RECORDS SHOWN

BEGIN

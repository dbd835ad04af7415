//! Application state shared by every command.
//!
//! `CoreState` owns the store handle, both engines and the UI event sink.
//! Everything is wired explicitly at startup; there is no global connection
//! and no hard-coded license secret.

use std::str::FromStr;
use std::sync::Arc;

use chrono::NaiveDate;
use rusqlite::Connection;
use serde_json::{json, Value};
use uuid::Uuid;

use crate::agenda::{AgendaError, AgendaService};
use crate::clock::{SystemTimeSource, TimeSource};
use crate::config::{AppConfig, ConfigError};
use crate::db::{self, AppointmentStore, DatabaseError, SqliteStore};
use crate::events::{self, EventSink, TracingEventSink};
use crate::license::{KeyGenerator, LicenseError, LicenseService};
use crate::messages;
use crate::models::*;
use crate::seed;

const MAX_NAME_LEN: usize = 200;

// ─── CoreState ────────────────────────────────────────────────────────────────

pub struct CoreState {
    store: Arc<SqliteStore>,
    agenda: AgendaService,
    license: LicenseService,
    events: Arc<dyn EventSink>,
    clock: Arc<dyn TimeSource>,
}

impl CoreState {
    /// Wire a state around an already-migrated connection.
    pub fn new(
        conn: Connection,
        license_secret: &str,
        clock: Arc<dyn TimeSource>,
        events: Arc<dyn EventSink>,
    ) -> Self {
        let store = Arc::new(SqliteStore::with_time_source(conn, clock.clone()));
        let agenda = AgendaService::new(store.clone(), clock.clone());
        let license = LicenseService::new(
            store.clone(),
            KeyGenerator::new(license_secret),
            clock.clone(),
        );
        Self {
            store,
            agenda,
            license,
            events,
            clock,
        }
    }

    /// Open (or create) the on-disk ledger described by `config`.
    pub fn open(config: &AppConfig) -> Result<Self, CoreError> {
        let path = config.database_path();
        let conn = db::open_database(&path)?;
        let state = Self::new(
            conn,
            &config.license_secret,
            Arc::new(SystemTimeSource),
            Arc::new(TracingEventSink),
        );

        if config.seed_demo_data {
            state.seed_demo_data()?;
        }

        tracing::info!(path = %path.display(), "Ledger opened");
        Ok(state)
    }

    /// Throwaway ledger for tests and demos.
    pub fn open_in_memory(
        license_secret: &str,
        clock: Arc<dyn TimeSource>,
    ) -> Result<Self, CoreError> {
        let conn = db::open_memory_database()?;
        Ok(Self::new(conn, license_secret, clock, Arc::new(TracingEventSink)))
    }

    pub fn with_event_sink(mut self, events: Arc<dyn EventSink>) -> Self {
        self.events = events;
        self
    }

    pub fn seed_demo_data(&self) -> Result<bool, CoreError> {
        Ok(seed::seed_demo_data(&self.store, self.today())?)
    }

    pub fn today(&self) -> NaiveDate {
        self.clock.today()
    }

    pub fn store(&self) -> &SqliteStore {
        &self.store
    }

    pub fn agenda(&self) -> &AgendaService {
        &self.agenda
    }

    pub fn license(&self) -> &LicenseService {
        &self.license
    }

    /// Pass-through for events raised by the presentation layer itself.
    pub fn emit_event(&self, event: &str, payload: Value) {
        self.events.emit(event, payload);
    }

    // ── Agenda ──────────────────────────────────────────────

    pub fn daily_agenda(&self, date: NaiveDate) -> Result<DailyAgenda, CoreError> {
        Ok(self.agenda.daily_agenda(date)?)
    }

    pub fn next_appointment(&self, date: NaiveDate) -> Result<Option<Appointment>, CoreError> {
        let agenda = self.agenda.daily_agenda(date)?;
        Ok(self.agenda.next_appointment(&agenda.appointments).cloned())
    }

    /// Parses a wire state name and routes it to the matching transition.
    /// The change event is emitted only when a stored appointment changed.
    pub fn change_appointment_state(&self, id: &Uuid, state_name: &str) -> Result<(), CoreError> {
        let state = AppointmentState::from_str(state_name.trim())
            .map_err(|_| CoreError::Validation(format!("Unknown appointment state: {state_name}")))?;
        if self.agenda.change_state(id, state)? {
            self.events.emit(
                events::APPOINTMENT_STATE_CHANGED,
                json!({ "id": id, "estado": state }),
            );
        }
        Ok(())
    }

    pub fn get_appointment(&self, id: &Uuid) -> Result<Appointment, CoreError> {
        Ok(self.agenda.get_appointment(id)?)
    }

    pub fn create_appointment(&self, new: &NewAppointment) -> Result<Appointment, CoreError> {
        let id = self.agenda.book(new)?;
        let appt = self.agenda.get_appointment(&id)?;
        self.events.emit(events::APPOINTMENT_SAVED, json!({ "id": id, "fecha": appt.date }));
        Ok(appt)
    }

    pub fn update_appointment(&self, appt: &Appointment) -> Result<(), CoreError> {
        self.agenda.update(appt)?;
        self.events.emit(
            events::APPOINTMENT_SAVED,
            json!({ "id": appt.id, "fecha": appt.date }),
        );
        Ok(())
    }

    pub fn delete_appointment(&self, id: &Uuid) -> Result<(), CoreError> {
        self.agenda.delete(id)?;
        self.events.emit(events::APPOINTMENT_DELETED, json!({ "id": id }));
        Ok(())
    }

    pub fn patient_history(&self, patient_id: &Uuid) -> Result<Vec<Appointment>, CoreError> {
        Ok(self.agenda.patient_history(patient_id)?)
    }

    /// Renders a patient message for an appointment. Delay messages use the
    /// current delay of that appointment's day.
    pub fn compose_message(&self, id: &Uuid, kind: MessageKind) -> Result<String, CoreError> {
        let appt = self.agenda.get_appointment(id)?;
        let delay = match kind {
            MessageKind::Delay => {
                let day = self.store.list_appointments_by_date(appt.date)?;
                self.agenda.current_delay(&day)
            }
            _ => 0,
        };
        let settings = self.store.get_clinic_settings()?;
        Ok(messages::compose_message(&settings, kind, &appt, delay))
    }

    // ── Patients ────────────────────────────────────────────

    pub fn get_patient(&self, id: &Uuid) -> Result<Patient, CoreError> {
        self.store
            .get_patient(id)?
            .ok_or_else(|| CoreError::Database(DatabaseError::not_found("Patient", id)))
    }

    pub fn list_patients(&self) -> Result<Vec<Patient>, CoreError> {
        Ok(self.store.list_patients()?)
    }

    pub fn search_patients(&self, term: &str) -> Result<Vec<Patient>, CoreError> {
        Ok(self.store.search_patients(term.trim())?)
    }

    pub fn create_patient(&self, new: &NewPatient) -> Result<Patient, CoreError> {
        validate_patient_name(&new.name)?;
        let patient = self.store.create_patient(new)?;
        tracing::info!(patient_id = %patient.id, "Patient created");
        self.events.emit(events::PATIENT_SAVED, json!({ "id": patient.id }));
        Ok(patient)
    }

    pub fn update_patient(&self, patient: &Patient) -> Result<(), CoreError> {
        validate_patient_name(&patient.name)?;
        self.store.update_patient(patient)?;
        self.events.emit(events::PATIENT_SAVED, json!({ "id": patient.id }));
        Ok(())
    }

    /// Also removes the patient's appointments and no-show history.
    pub fn delete_patient(&self, id: &Uuid) -> Result<(), CoreError> {
        self.store.delete_patient(id)?;
        tracing::info!(patient_id = %id, "Patient deleted");
        self.events.emit(events::PATIENT_DELETED, json!({ "id": id }));
        Ok(())
    }

    // ── Clinic settings ─────────────────────────────────────

    pub fn clinic_settings(&self) -> Result<ClinicSettings, CoreError> {
        Ok(self.store.get_clinic_settings()?)
    }

    pub fn save_clinic_settings(&self, settings: &ClinicSettings) -> Result<(), CoreError> {
        self.store.save_clinic_settings(settings)?;
        self.events.emit(events::SETTINGS_SAVED, Value::Null);
        Ok(())
    }

    // ── License ─────────────────────────────────────────────

    pub fn activate_license(&self, key: &str) -> Result<LicenseInfo, CoreError> {
        let info = self.license.validate_and_activate(key)?;
        self.events.emit(
            events::LICENSE_ACTIVATED,
            json!({ "estado": info.status, "diasRestantes": info.days_remaining }),
        );
        Ok(info)
    }

    pub fn license_info(&self) -> Result<LicenseInfo, CoreError> {
        Ok(self.license.info()?)
    }

    pub fn requires_activation(&self) -> Result<bool, CoreError> {
        Ok(self.license.requires_activation()?)
    }

    pub fn has_active_license(&self) -> Result<bool, CoreError> {
        Ok(self.license.has_active_license()?)
    }
}

fn validate_patient_name(name: &str) -> Result<(), CoreError> {
    if name.trim().is_empty() {
        return Err(CoreError::Validation("Patient name is required".into()));
    }
    if name.len() > MAX_NAME_LEN {
        return Err(CoreError::Validation("Patient name too long".into()));
    }
    Ok(())
}

// ─── Errors ───────────────────────────────────────────────────────────────────

/// Errors from CoreState operations.
#[derive(Debug, thiserror::Error)]
pub enum CoreError {
    #[error("Invalid input: {0}")]
    Validation(String),
    #[error(transparent)]
    Agenda(#[from] AgendaError),
    #[error(transparent)]
    License(#[from] LicenseError),
    #[error("Database error: {0}")]
    Database(#[from] DatabaseError),
    #[error("Configuration error: {0}")]
    Config(#[from] ConfigError),
}

// ─── Tests ────────────────────────────────────────────────────────────────────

END

WHAT YOU WILL DO
Copy verbatim, from the listing above, each line from the one containing "pub fn open(config: &AppConfig)" down to the one containing "let agenda = self.agenda.daily_agenda(date)?;", inclusive.

TASK RESPONSE
    pub fn open(config: &AppConfig) -> Result<Self, CoreError> {
        let path = config.database_path();
        let conn = db::open_database(&path)?;
        let state = Self::new(
            conn,
            &config.license_secret,
            Arc::new(SystemTimeSource),
            Arc::new(TracingEventSink),
        );

        if config.seed_demo_data {
            state.seed_demo_data()?;
        }

        tracing::info!(path = %path.display(), "Ledger opened");
        Ok(state)
    }

    /// Throwaway ledger for tests and demos.
    pub fn open_in_memory(
        license_secret: &str,
        clock: Arc<dyn TimeSource>,
    ) -> Result<Self, CoreError> {
        let conn = db::open_memory_database()?;
        Ok(Self::new(conn, license_secret, clock, Arc::new(TracingEventSink)))
    }

    pub fn with_event_sink(mut self, events: Arc<dyn EventSink>) -> Self {
        self.events = events;
        self
    }

    pub fn seed_demo_data(&self) -> Result<bool, CoreError> {
        Ok(seed::seed_demo_data(&self.store, self.today())?)
    }

    pub fn today(&self) -> NaiveDate {
        self.clock.today()
    }

    pub fn store(&self) -> &SqliteStore {
        &self.store
    }

    pub fn agenda(&self) -> &AgendaService {
        &self.agenda
    }

    pub fn license(&self) -> &LicenseService {
        &self.license
    }

    /// Pass-through for events raised by the presentation layer itself.
    pub fn emit_event(&self, event: &str, payload: Value) {
        self.events.emit(event, payload);
    }

    // ── Agenda ──────────────────────────────────────────────

    pub fn daily_agenda(&self, date: NaiveDate) -> Result<DailyAgenda, CoreError> {
        Ok(self.agenda.daily_agenda(date)?)
    }

    pub fn next_appointment(&self, date: NaiveDate) -> Result<Option<Appointment>, CoreError> {
        let agenda = self.agenda.daily_agenda(date)?;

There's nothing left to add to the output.